Non entrano nella comunione legale i seguenti beni: i beni che, prima del matrimonio, erano di proprietà del coniuge o sui quali aveva un altro diritto reale come per esempio una servitù o un usufrutto.
I beni ottenuti, anche dopo il matrimonio, con donazioni o eredità, salvo che nell’atto di liberalità o nel testamento venga specificato che essi sono attribuiti a entrambi i coniugi in comunione.
I beni di uso strettamente personale di ciascun coniuge ed i loro accessori.
I beni che servono all’esercizio della professione del coniuge, tranne quelli destinati alla conduzione di un’azienda facente parte della comunione.
I soldi ottenuti a titolo di risarcimento danni nonché la pensione attinente alla perdita parziale o totale della capacità lavorativa.
I beni comprati con il denaro derivante dalla vendita dei beni appena elencati o col loro scambio, purché ciò sia espressamente dichiarato all’atto dell’acquisto.
Non rientrano nella comunione i beni utili all’attività professionale in senso stretto che quella di lavoro subordinato.
Non entrano in comunione i beni acquistati dopo il matrimonio ma di uso strettamente personale.
È irrilevante il valore del bene, per cui non rientra nella comunione una borsa firmata particolarmente costosa.
Diverso il discorso per pellicce e gioielli che hanno – oltre lo scopo cui sono destinati – anche rilevanti fini e valori economici, e pertanto vanno ritenuti ricadenti nella comunione.
I beni acquistati da un coniuge a titolo gratuito, per successione o donazione, non ricadono nella comunione, salvo che nell’atto di donazione o nel testamento, non sia specificatamente indicato come beneficiario la comunione.
I beni acquistati prima del matrimonio, e di cui pertanto il soggetto era già proprietario, sono personali e non ricadono in comunione.
Si tratta non solo dei beni in proprietà ma anche dei diritti reali di godimento.

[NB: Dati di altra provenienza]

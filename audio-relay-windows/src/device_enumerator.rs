//! Playback endpoint enumeration via the MMDevice API.
//!
//! Wraps `IMMDeviceEnumerator` to list active render endpoints and hands
//! each one out as a [`PlaybackDevice`] that can open loopback, render and
//! volume capabilities on itself.

use std::sync::Arc;
use std::time::Duration;

use parking_lot::Mutex;
use windows::core::w;
use windows::Win32::Devices::FunctionDiscovery::PKEY_Device_FriendlyName;
use windows::Win32::Foundation::HANDLE;
use windows::Win32::Media::Audio::*;
use windows::Win32::System::Com::*;
use windows::Win32::System::Threading::{AvRevertMmThreadCharacteristics, AvSetMmThreadCharacteristicsW};

use audio_relay_core::{
    AudioBackend, CaptureEndpoint, DeviceId, PlaybackDevice, RelayError, RenderEndpoint, StreamFormat,
    ThreadGuard, VolumeControl,
};

use crate::com::{initialize_mta, ComGuard};
use crate::endpoint_volume::WasapiEndpointVolume;
use crate::wasapi_loopback::WasapiLoopbackCapture;
use crate::wasapi_render::WasapiRender;

const UNKNOWN_DEVICE: &str = "Unknown Device";

/// [`AudioBackend`] over the Windows MMDevice API.
pub struct WasapiBackend {
    enumerator: IMMDeviceEnumerator,
}

// SAFETY: IMMDeviceEnumerator is free-threaded when created in the MTA.
unsafe impl Send for WasapiBackend {}
unsafe impl Sync for WasapiBackend {}

impl WasapiBackend {
    /// Create the device enumerator.
    ///
    /// Requires COM to be initialized (MTA) on the calling thread.
    pub fn new() -> Result<Self, RelayError> {
        let enumerator: IMMDeviceEnumerator = unsafe {
            CoCreateInstance(&MMDeviceEnumerator, None, CLSCTX_ALL)
                .map_err(|e| RelayError::backend(format!("failed to create enumerator: {}", e)))?
        };
        Ok(Self { enumerator })
    }
}

impl AudioBackend for WasapiBackend {
    fn list_active_render_endpoints(&self) -> Result<Vec<Arc<dyn PlaybackDevice>>, RelayError> {
        unsafe {
            let collection = self
                .enumerator
                .EnumAudioEndpoints(eRender, DEVICE_STATE_ACTIVE)
                .map_err(|e| RelayError::backend(format!("EnumAudioEndpoints failed: {}", e)))?;

            let count = collection
                .GetCount()
                .map_err(|e| RelayError::backend(format!("GetCount failed: {}", e)))?;

            let mut devices: Vec<Arc<dyn PlaybackDevice>> = Vec::with_capacity(count as usize);
            for i in 0..count {
                let device = match collection.Item(i) {
                    Ok(d) => d,
                    Err(e) => {
                        log::warn!("skipping endpoint {}: {}", i, e);
                        continue;
                    }
                };
                let Some(id) = endpoint_id(&device) else {
                    continue;
                };
                devices.push(Arc::new(WasapiDevice {
                    id,
                    device,
                    name: Mutex::new(None),
                }));
            }
            log::debug!("enumerated {} active render endpoints", devices.len());
            Ok(devices)
        }
    }

    fn enter_relay_thread(&self, elevate_priority: bool) -> ThreadGuard {
        let com = match initialize_mta() {
            Ok(guard) => Some(guard),
            Err(e) => {
                log::warn!("relay thread: {}", e);
                None
            }
        };

        let mmcss = if elevate_priority {
            // MMCSS registration for real-time priority
            let mut task_index: u32 = 0;
            match unsafe { AvSetMmThreadCharacteristicsW(w!("Pro Audio"), &mut task_index) } {
                Ok(handle) => Some(handle),
                Err(e) => {
                    log::warn!("MMCSS registration refused, running at normal priority: {}", e);
                    None
                }
            }
        } else {
            None
        };

        Box::new(RelayThreadGuard { mmcss, _com: com })
    }
}

/// Undoes the relay thread's MMCSS registration, then its COM initialization.
struct RelayThreadGuard {
    mmcss: Option<HANDLE>,
    _com: Option<ComGuard>,
}

impl Drop for RelayThreadGuard {
    fn drop(&mut self) {
        if let Some(handle) = self.mmcss.take() {
            if let Err(e) = unsafe { AvRevertMmThreadCharacteristics(handle) } {
                log::debug!("AvRevertMmThreadCharacteristics failed: {}", e);
            }
        }
    }
}

/// One active render endpoint.
pub struct WasapiDevice {
    id: DeviceId,
    device: IMMDevice,
    /// Resolved on first request.
    name: Mutex<Option<String>>,
}

// SAFETY: IMMDevice is free-threaded when created in the MTA.
unsafe impl Send for WasapiDevice {}
unsafe impl Sync for WasapiDevice {}

impl PlaybackDevice for WasapiDevice {
    fn id(&self) -> &DeviceId {
        &self.id
    }

    fn friendly_name(&self) -> String {
        let mut cached = self.name.lock();
        if let Some(name) = cached.as_ref() {
            return name.clone();
        }
        match read_friendly_name(&self.device) {
            Some(name) => {
                *cached = Some(name.clone());
                name
            }
            None => UNKNOWN_DEVICE.to_string(),
        }
    }

    fn open_loopback_capture(
        &self,
        buffer_duration: Duration,
    ) -> Result<Box<dyn CaptureEndpoint>, RelayError> {
        let capture = WasapiLoopbackCapture::open(&self.device, &self.id, buffer_duration)?;
        Ok(Box::new(capture))
    }

    fn open_render(
        &self,
        format: &StreamFormat,
        buffer_duration: Duration,
    ) -> Result<Box<dyn RenderEndpoint>, RelayError> {
        let render = WasapiRender::open(&self.device, &self.id, format, buffer_duration)?;
        Ok(Box::new(render))
    }

    fn volume_control(&self) -> Result<Box<dyn VolumeControl>, RelayError> {
        let volume = WasapiEndpointVolume::open(&self.device, &self.id)?;
        Ok(Box::new(volume))
    }
}

/// The endpoint ID string; stable for the same physical device.
fn endpoint_id(device: &IMMDevice) -> Option<DeviceId> {
    unsafe {
        let raw = match device.GetId() {
            Ok(raw) => raw,
            Err(e) => {
                log::warn!("GetId failed: {}", e);
                return None;
            }
        };
        let id = raw.to_string();
        CoTaskMemFree(Some(raw.0 as *const _));
        id.ok().map(DeviceId::from)
    }
}

/// Read `PKEY_Device_FriendlyName` from the device's property store.
fn read_friendly_name(device: &IMMDevice) -> Option<String> {
    unsafe {
        let store = device.OpenPropertyStore(STGM_READ).ok()?;
        let value = store.GetValue(&PKEY_Device_FriendlyName).ok()?;
        let name = value.to_string();
        (!name.is_empty()).then_some(name)
    }
}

Ciò vale anche per il denaro posseduto prima del matrimonio che rimane personale.
Se il coniuge ha, prima del matrimonio, concluso un contratto preliminare di acquisto di un bene e concluso il definitivo dopo il matrimonio, il bene dovrebbe considerarsi comunque personale in quanto adempimento del preliminare già concluso.
Diversamente, se il denaro utilizzato per l’acquisto proviene dal trasferimento di beni personali, non rientra nella comunione a condizione che nel caso di beni o diritti aventi ad oggetto immobili o beni mobili registrati, l’esclusione dalla comunione risulti dall’atto e all’atto partecipi anche l’altro coniuge.

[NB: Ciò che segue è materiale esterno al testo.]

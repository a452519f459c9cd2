//! Hangman Engine — the game orchestration engine.
//!
//! The domain layer holds the game state and the pure rules that act on it
//! (scoring, progression, achievements, statistics and the three game modes).
//! The application layer wires them into [`GameStateMachine`], which owns the
//! state and talks to the clock, RNG, persistence store and event sink.

pub mod application;
pub mod domain;

pub use application::machine::{EngineConfig, EngineContext, GameStateMachine};
pub use domain::events::{GameEvent, GameEventKind};
pub use domain::state::{GameState, GameStatus, GuessOutcome};
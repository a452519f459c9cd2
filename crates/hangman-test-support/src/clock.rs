//! Test clocks — deterministic `Clock` implementations for tests.

use std::sync::{Arc, Mutex};

use chrono::{DateTime, Duration, TimeZone, Utc};
use hangman_core::clock::Clock;

/// The instant every test clock starts from unless told otherwise.
///
/// # Panics
///
/// Never in practice; the literal date is valid.
#[must_use]
pub fn fixed_time() -> DateTime<Utc> {
    Utc.with_ymd_and_hms(2026, 1, 15, 10, 0, 0).unwrap()
}

/// A clock that always returns a fixed point in time.
#[derive(Debug, Clone, Copy)]
pub struct FixedClock(pub DateTime<Utc>);

impl Default for FixedClock {
    fn default() -> Self {
        Self(fixed_time())
    }
}

impl Clock for FixedClock {
    fn now(&self) -> DateTime<Utc> {
        self.0
    }
}

/// A clock that only moves when a test advances it.
///
/// Clones share the same underlying instant, so a test can keep one handle
/// while the engine owns another.
#[derive(Debug, Clone)]
pub struct ManualClock {
    now: Arc<Mutex<DateTime<Utc>>>,
}

impl ManualClock {
    /// Creates a clock reading `start`.
    #[must_use]
    pub fn new(start: DateTime<Utc>) -> Self {
        Self {
            now: Arc::new(Mutex::new(start)),
        }
    }

    /// Moves the clock forward by `millis` milliseconds.
    ///
    /// # Panics
    ///
    /// Panics if the internal mutex is poisoned.
    pub fn advance_ms(&self, millis: i64) {
        let mut now = self.now.lock().unwrap();
        *now += Duration::milliseconds(millis);
    }
}

impl Default for ManualClock {
    fn default() -> Self {
        Self::new(fixed_time())
    }
}

impl Clock for ManualClock {
    fn now(&self) -> DateTime<Utc> {
        *self.now.lock().unwrap()
    }
}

Nel caso di beni diversi dai precedenti, nell’atto di acquisto il coniuge dichiari espressamente che il bene è comprato con il ricavato della vendita di beni personali.

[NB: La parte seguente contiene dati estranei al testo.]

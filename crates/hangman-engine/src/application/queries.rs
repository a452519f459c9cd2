//! Read-only snapshot of the game for renderers.

use hangman_words::domain::catalog::Difficulty;
use serde::Serialize;

use crate::domain::state::{GameState, GameStatus};

/// What a renderer needs to draw the current round.
///
/// The word itself is only included once the round is over.
#[derive(Debug, Clone, PartialEq, Serialize)]
pub struct GameView {
    /// Mask with cells separated by spaces.
    pub masked_word: String,
    /// Letters guessed or revealed, alphabetically.
    pub guessed_letters: Vec<char>,
    /// Wrong guesses in order.
    pub incorrect_guesses: Vec<char>,
    /// Mistakes left.
    pub remaining_guesses: u32,
    /// Round lifecycle.
    pub status: GameStatus,
    /// Session score.
    pub score: u32,
    /// Score of the last finished round.
    pub last_round_score: Option<u32>,
    /// Current difficulty.
    pub difficulty: Difficulty,
    /// Current category.
    pub category: String,
    /// Countdown left, when timed.
    pub time_remaining_ms: Option<u64>,
    /// Whether practice mode is on.
    pub practice: bool,
    /// Score multiplier left after practice hints.
    pub penalty_multiplier: f64,
    /// Whose turn it is in multiplayer.
    pub current_player: Option<String>,
    /// The answer, once the round is over.
    pub revealed_word: Option<String>,
}

impl GameView {
    /// Builds a snapshot of `state`.
    #[must_use]
    pub fn from_state(state: &GameState) -> Self {
        Self {
            masked_word: state.masked_word(),
            guessed_letters: state.guessed_letters.iter().copied().collect(),
            incorrect_guesses: state.incorrect_guesses.clone(),
            remaining_guesses: state.remaining_guesses(),
            status: state.game_status,
            score: state.score,
            last_round_score: state.last_round_score,
            difficulty: state.difficulty,
            category: state.category.clone(),
            time_remaining_ms: state.timed_mode.then_some(state.time_remaining_ms),
            practice: state.practice.enabled,
            penalty_multiplier: state.practice.penalty_multiplier(),
            current_player: state.multiplayer.current_player().map(|p| p.name.clone()),
            revealed_word: state
                .game_status
                .is_terminal()
                .then(|| state.current_word.clone()),
        }
    }
}

#[cfg(test)]
mod tests {
    use super::*;
    use chrono::{TimeZone, Utc};
    use hangman_words::domain::selector::{Selection, mask_word};

    fn state() -> GameState {
        GameState::new(
            Selection {
                word: "owl".to_owned(),
                hidden: mask_word("owl"),
                difficulty: Difficulty::Easy,
                category: "animals".to_owned(),
                substitutions: 0,
            },
            6,
            Utc.with_ymd_and_hms(2026, 1, 15, 10, 0, 0).unwrap(),
        )
    }

    #[test]
    fn test_word_hidden_while_playing() {
        let mut game = state();
        game.guess('w');

        let view = GameView::from_state(&game);

        assert_eq!(view.masked_word, "_ w _");
        assert_eq!(view.revealed_word, None);
        assert_eq!(view.time_remaining_ms, None);
        assert_eq!(view.current_player, None);
    }

    #[test]
    fn test_word_revealed_when_over() {
        let mut game = state();
        game.finish(false);

        let view = GameView::from_state(&game);

        assert_eq!(view.revealed_word.as_deref(), Some("owl"));
        assert_eq!(view.status, GameStatus::Lost);
    }

    #[test]
    fn test_serializes_status_lowercase() {
        let value = serde_json::to_value(GameView::from_state(&state())).unwrap();
        assert_eq!(value["status"], "playing");
        assert_eq!(value["difficulty"], "easy");
    }
}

Non rientrano nella comunione i beni di uso personale che non rientrano nella comunione.
Non entrano in comunione i beni acquistati dopo il matrimonio ma di uso strettamente personale.
I beni acquistati per usucapione da uno dei due coniugi rientrano nella comunione a condizione che l’effetto dell’acquisto si realizzi durante il matrimonio.
Non rientrano nella comunione i beni utili all’attività professionale in senso stretto.